Bond Risk: Typically, a rise in interest rates causes a decline in the value of bonds. Current conditions may result in a rise in interest rates, which in turn may result in a decline in the value of the fixed income investments held by the Fund. As a result, interest rate risk may be heightened. The credit quality of securities may be lowered if an issuer’s financial condition deteriorates, and issuers may default on their interest and or principal payments. Bonds may become illiquid.

 

Derivatives Risk: Swaps are subject to tracking risk because they may not be perfect substitutes for the instruments they are intended to hedge or replace. Over the counter swaps are subject to counterparty default. Leverage inherent in derivatives will tend to magnify the Fund’s losses. Derivatives also magnify losses because they require only a small investment relative to their potential price effect on the Fund.

 

Emerging Market Risk: Investing in emerging markets involves not only the risks described below with respect to investing in foreign securities, but also other risks, including exposure to economic structures that are generally less diverse and mature, limited availability and reliability of information material to an investment decision, and exposure to political systems that can be expected to have less stability than those of developed countries.
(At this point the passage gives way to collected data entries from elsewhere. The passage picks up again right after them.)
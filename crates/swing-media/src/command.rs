//! FFmpeg command builder and runner.

use std::path::{Path, PathBuf};
use std::process::Stdio;
use tokio::io::AsyncReadExt;
use tokio::process::Command;
use tokio::sync::watch;
use tracing::{debug, warn};

use crate::error::{MediaError, MediaResult};

/// Output written to the child's stdout instead of a file.
pub const PIPE_OUTPUT: &str = "pipe:1";

/// Builder for FFmpeg commands.
#[derive(Debug, Clone)]
pub struct FfmpegCommand {
    /// Input file path
    input: PathBuf,
    /// Output target (file path or `pipe:1`)
    output: String,
    /// Input arguments (before -i)
    input_args: Vec<String>,
    /// Output arguments (after -i)
    output_args: Vec<String>,
    /// Log level
    log_level: String,
}

impl FfmpegCommand {
    /// Create a new FFmpeg command.
    pub fn new(input: impl AsRef<Path>, output: impl Into<String>) -> Self {
        Self {
            input: input.as_ref().to_path_buf(),
            output: output.into(),
            input_args: Vec::new(),
            output_args: Vec::new(),
            log_level: "error".to_string(),
        }
    }

    /// Add an input argument (before -i).
    pub fn input_arg(mut self, arg: impl Into<String>) -> Self {
        self.input_args.push(arg.into());
        self
    }

    /// Add an output argument (after -i).
    pub fn output_arg(mut self, arg: impl Into<String>) -> Self {
        self.output_args.push(arg.into());
        self
    }

    /// Set seek position (before input).
    pub fn seek(self, seconds: f64) -> Self {
        self.input_arg("-ss").input_arg(format!("{:.3}", seconds))
    }

    /// Extract a single frame.
    pub fn single_frame(self) -> Self {
        self.output_arg("-vframes").output_arg("1")
    }

    /// Set output container format.
    pub fn format(self, format: impl Into<String>) -> Self {
        self.output_arg("-f").output_arg(format)
    }

    /// Set video codec.
    pub fn video_codec(self, codec: impl Into<String>) -> Self {
        self.output_arg("-c:v").output_arg(codec)
    }

    /// Set log level.
    pub fn log_level(mut self, level: impl Into<String>) -> Self {
        self.log_level = level.into();
        self
    }

    /// Build the command arguments.
    pub fn build_args(&self) -> Vec<String> {
        let mut args = Vec::new();

        args.push("-y".to_string());
        args.push("-v".to_string());
        args.push(self.log_level.clone());

        args.extend(self.input_args.clone());

        args.push("-i".to_string());
        args.push(self.input.to_string_lossy().to_string());

        args.extend(self.output_args.clone());

        args.push(self.output.clone());

        args
    }
}

/// Runner for FFmpeg commands with timeout and cooperative cancellation.
pub struct FfmpegRunner {
    /// Cancellation signal receiver
    cancel_rx: Option<watch::Receiver<bool>>,
    /// Timeout in seconds
    timeout_secs: Option<u64>,
}

impl Default for FfmpegRunner {
    fn default() -> Self {
        Self::new()
    }
}

impl FfmpegRunner {
    /// Create a new runner.
    pub fn new() -> Self {
        Self {
            cancel_rx: None,
            timeout_secs: None,
        }
    }

    /// Set cancellation signal.
    pub fn with_cancel(mut self, cancel_rx: watch::Receiver<bool>) -> Self {
        self.cancel_rx = Some(cancel_rx);
        self
    }

    /// Set timeout.
    pub fn with_timeout(mut self, secs: u64) -> Self {
        self.timeout_secs = Some(secs);
        self
    }

    /// Run an FFmpeg command, discarding stdout.
    pub async fn run(&self, cmd: &FfmpegCommand) -> MediaResult<()> {
        self.run_capture(cmd).await.map(|_| ())
    }

    /// Run an FFmpeg command and capture its stdout bytes.
    ///
    /// Used with `pipe:1` outputs such as single-frame PNG extraction.
    pub async fn run_capture(&self, cmd: &FfmpegCommand) -> MediaResult<Vec<u8>> {
        which::which("ffmpeg").map_err(|_| MediaError::FfmpegNotFound)?;

        let args = cmd.build_args();
        debug!("Running FFmpeg: ffmpeg {}", args.join(" "));

        let mut child = Command::new("ffmpeg")
            .args(&args)
            .stdin(Stdio::null())
            .stdout(Stdio::piped())
            .stderr(Stdio::piped())
            .spawn()?;

        let mut stdout = child.stdout.take().ok_or_else(|| {
            MediaError::ffmpeg_failed("stdout not captured", None, None)
        })?;
        let mut stderr = child.stderr.take().ok_or_else(|| {
            MediaError::ffmpeg_failed("stderr not captured", None, None)
        })?;

        // Drain both pipes concurrently so the child never blocks on a full
        // pipe buffer.
        let stdout_task = tokio::spawn(async move {
            let mut buf = Vec::new();
            let _ = stdout.read_to_end(&mut buf).await;
            buf
        });
        let stderr_task = tokio::spawn(async move {
            let mut buf = Vec::new();
            let _ = stderr.read_to_end(&mut buf).await;
            buf
        });

        let status = self.wait_for_completion(&mut child).await;

        let stdout_bytes = stdout_task.await.unwrap_or_default();
        let stderr_bytes = stderr_task.await.unwrap_or_default();

        let status = match status {
            Ok(s) => s,
            Err(e) => return Err(e),
        };

        if status.success() {
            Ok(stdout_bytes)
        } else {
            Err(MediaError::ffmpeg_failed(
                "FFmpeg exited with non-zero status",
                Some(String::from_utf8_lossy(&stderr_bytes).to_string()),
                status.code(),
            ))
        }
    }

    /// Wait for the child process, honoring cancellation and timeout.
    async fn wait_for_completion(
        &self,
        child: &mut tokio::process::Child,
    ) -> MediaResult<std::process::ExitStatus> {
        let mut cancel_rx = self.cancel_rx.clone();

        let cancelled = async {
            match cancel_rx.as_mut() {
                Some(rx) => {
                    while !*rx.borrow() {
                        if rx.changed().await.is_err() {
                            // Sender dropped without cancelling
                            std::future::pending::<()>().await;
                        }
                    }
                }
                None => std::future::pending().await,
            }
        };

        let timeout = async {
            match self.timeout_secs {
                Some(secs) => tokio::time::sleep(std::time::Duration::from_secs(secs)).await,
                None => std::future::pending().await,
            }
        };

        tokio::select! {
            status = child.wait() => Ok(status?),
            _ = cancelled => {
                warn!("FFmpeg cancelled, killing process");
                let _ = child.kill().await;
                Err(MediaError::Cancelled)
            }
            _ = timeout => {
                let secs = self.timeout_secs.unwrap_or(0);
                warn!("FFmpeg timed out after {} seconds, killing process", secs);
                let _ = child.kill().await;
                Err(MediaError::Timeout(secs))
            }
        }
    }
}

/// Check if FFmpeg is available.
pub fn check_ffmpeg() -> MediaResult<PathBuf> {
    which::which("ffmpeg").map_err(|_| MediaError::FfmpegNotFound)
}

/// Check if FFprobe is available.
pub fn check_ffprobe() -> MediaResult<PathBuf> {
    which::which("ffprobe").map_err(|_| MediaError::FfprobeNotFound)
}

#[cfg(test)]
mod tests {
    use super::*;

    #[test]
    fn test_command_builder() {
        let cmd = FfmpegCommand::new("input.mp4", PIPE_OUTPUT)
            .seek(2.5)
            .single_frame()
            .format("image2pipe")
            .video_codec("png");

        let args = cmd.build_args();
        assert!(args.contains(&"-ss".to_string()));
        assert!(args.contains(&"2.500".to_string()));
        assert!(args.contains(&"-vframes".to_string()));
        assert!(args.contains(&"image2pipe".to_string()));
        assert_eq!(args.last(), Some(&"pipe:1".to_string()));
    }

    #[test]
    fn test_seek_precedes_input() {
        let cmd = FfmpegCommand::new("input.mp4", "out.png").seek(1.0);
        let args = cmd.build_args();

        let ss = args.iter().position(|a| a == "-ss").unwrap();
        let input = args.iter().position(|a| a == "-i").unwrap();
        assert!(ss < input);
    }
}
//! Provider trait for external pose estimation.

use async_trait::async_trait;
use image::DynamicImage;
use serde::{Deserialize, Serialize};

use crate::error::PoseResult;

/// Body joints the pipeline consumes.
#[derive(Debug, Clone, Copy, PartialEq, Eq, Hash, Serialize, Deserialize)]
#[serde(rename_all = "snake_case")]
pub enum BodyJoint {
    Root,
    LeftHip,
    RightHip,
    LeftShoulder,
    RightShoulder,
}

impl BodyJoint {
    /// Joints in the fixed extraction order.
    pub const ALL: [BodyJoint; 5] = [
        BodyJoint::Root,
        BodyJoint::LeftHip,
        BodyJoint::RightHip,
        BodyJoint::LeftShoulder,
        BodyJoint::RightShoulder,
    ];
}

/// Hand joints the pipeline consumes.
#[derive(Debug, Clone, Copy, PartialEq, Eq, Hash, Serialize, Deserialize)]
#[serde(rename_all = "snake_case")]
pub enum HandJoint {
    Wrist,
}

/// One detected body joint in provider coordinates.
#[derive(Debug, Clone, Copy, PartialEq, Serialize, Deserialize)]
pub struct BodyObservation {
    pub joint: BodyJoint,
    /// Horizontal position in [0, 1], provider coordinate space.
    pub x: f64,
    /// Vertical position in [0, 1], provider coordinate space.
    pub y: f64,
    /// Detection confidence in [0, 1].
    pub confidence: f64,
}

/// One detected hand joint in provider coordinates.
#[derive(Debug, Clone, Copy, PartialEq, Serialize, Deserialize)]
pub struct HandObservation {
    /// Which detected hand this observation belongs to.
    pub hand_index: u32,
    pub joint: HandJoint,
    pub x: f64,
    pub y: f64,
    pub confidence: f64,
}

/// Orientation hint passed to the provider alongside the image.
#[derive(Debug, Clone, Copy, PartialEq, Eq, Serialize, Deserialize, Default)]
#[serde(rename_all = "snake_case")]
pub enum ImageOrientation {
    Up,
    /// Rotate right. The default for the portrait-held side-on capture this
    /// product targets.
    #[default]
    Right,
    Left,
    Down,
}

/// External capability producing body and hand joint observations.
///
/// Not implemented in this repository beyond test stubs; the analysis
/// pipeline only depends on this contract.
#[async_trait]
pub trait PoseProvider: Send + Sync {
    /// Detect body joints in an image.
    async fn detect_body(
        &self,
        image: &DynamicImage,
        orientation: ImageOrientation,
    ) -> PoseResult<Vec<BodyObservation>>;

    /// Detect hand joints in an image. One entry per joint per hand.
    async fn detect_hands(
        &self,
        image: &DynamicImage,
        orientation: ImageOrientation,
    ) -> PoseResult<Vec<HandObservation>>;

    /// Provider name for logging.
    fn name(&self) -> &'static str;
}

#[cfg(test)]
mod tests {
    use super::*;

    #[test]
    fn test_body_joint_extraction_order() {
        assert_eq!(BodyJoint::ALL[0], BodyJoint::Root);
        assert_eq!(BodyJoint::ALL[4], BodyJoint::RightShoulder);
    }

    #[test]
    fn test_default_orientation_is_rotate_right() {
        assert_eq!(ImageOrientation::default(), ImageOrientation::Right);
    }
}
The typically small size of the markets of securities of issuers located in emerging markets and the possibility of a low or nonexistent volume of trading in those securities may also result in a lack of liquidity and in price volatility of those securities.

 

Foreign Investment Risk: Foreign investments may be riskier than U.S. investments for many reasons, such as changes in currency exchange rates, and unstable political, social, and economic conditions.

 

Junk Bond Risk: Lower-quality fixed income securities, known as “high yield” or “junk” bonds, present greater risk than bonds of higher quality, including an increased risk of default. These securities are considered speculative. Defaulted securities or those subject to a reorganization proceeding may become worthless and are illiquid.

 

Leverage Risk: Derivatives magnify losses because they require only a small investment relative to their potential price effect on the Fund. Borrowing magnifies the potential for losses and exposes the Fund to interest expenses on money borrowed.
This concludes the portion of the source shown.